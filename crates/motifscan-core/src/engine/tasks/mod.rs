//! Per-target computational steps of a motif search.
//!
//! Each submodule implements one stage of the pipeline run on a reduced target:
//! environment composition around every residue, enumeration of candidate residue
//! sets, and enumeration of the type-valid alignments of a candidate onto the motif.

pub mod alignments;
pub mod candidates;
pub mod environment;
use super::config::SearchConfig;
use super::extent::MotifExtent;
use super::motif::QueryMotif;
use super::progress::ProgressReporter;
use super::representation::GeometryError;
use crate::core::models::family::ResidueFamily;
use nalgebra::Point3;
use std::collections::BTreeSet;

/// Everything derived from the motif once and shared by every target searched.
#[derive(Debug, Clone)]
pub struct PreparedQuery {
    /// Allowed families per position.
    pub allowed: Vec<BTreeSet<ResidueFamily>>,
    /// Union of all allowed families; target residues outside it are dropped.
    pub families: BTreeSet<ResidueFamily>,
    /// Reference points per position.
    pub points: Vec<Point3<f64>>,
    pub extent: MotifExtent,
}

impl PreparedQuery {
    pub fn new(motif: &QueryMotif, config: &SearchConfig) -> Result<Self, GeometryError> {
        let points = config
            .reference
            .reference_points(motif.system(), motif.residue_ids())?;
        let extent = MotifExtent::of_motif(&points)?;
        Ok(Self {
            allowed: motif.allowed_family_sets(),
            families: motif.family_universe(),
            points,
            extent,
        })
    }

    pub fn len(&self) -> usize {
        self.allowed.len()
    }

    pub fn is_empty(&self) -> bool {
        self.allowed.is_empty()
    }
}

#[derive(Clone, Copy)]
pub struct SearchContext<'a> {
    pub motif: &'a QueryMotif,
    pub query: &'a PreparedQuery,
    pub config: &'a SearchConfig,
    pub reporter: &'a ProgressReporter<'a>,
}

impl<'a> SearchContext<'a> {
    pub fn new(
        motif: &'a QueryMotif,
        query: &'a PreparedQuery,
        config: &'a SearchConfig,
        reporter: &'a ProgressReporter<'a>,
    ) -> Self {
        Self {
            motif,
            query,
            config,
            reporter,
        }
    }

    /// Squared radius of a residue environment: motif extent plus tolerance.
    pub fn environment_radius_squared(&self) -> f64 {
        self.query.extent.squared() + self.config.distance_tolerance
    }
}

What you should do -> For each line above that includes the word "struct", make a copy of that line.

Solution for this exercise ->
pub struct PreparedQuery {
pub struct SearchContext<'a> {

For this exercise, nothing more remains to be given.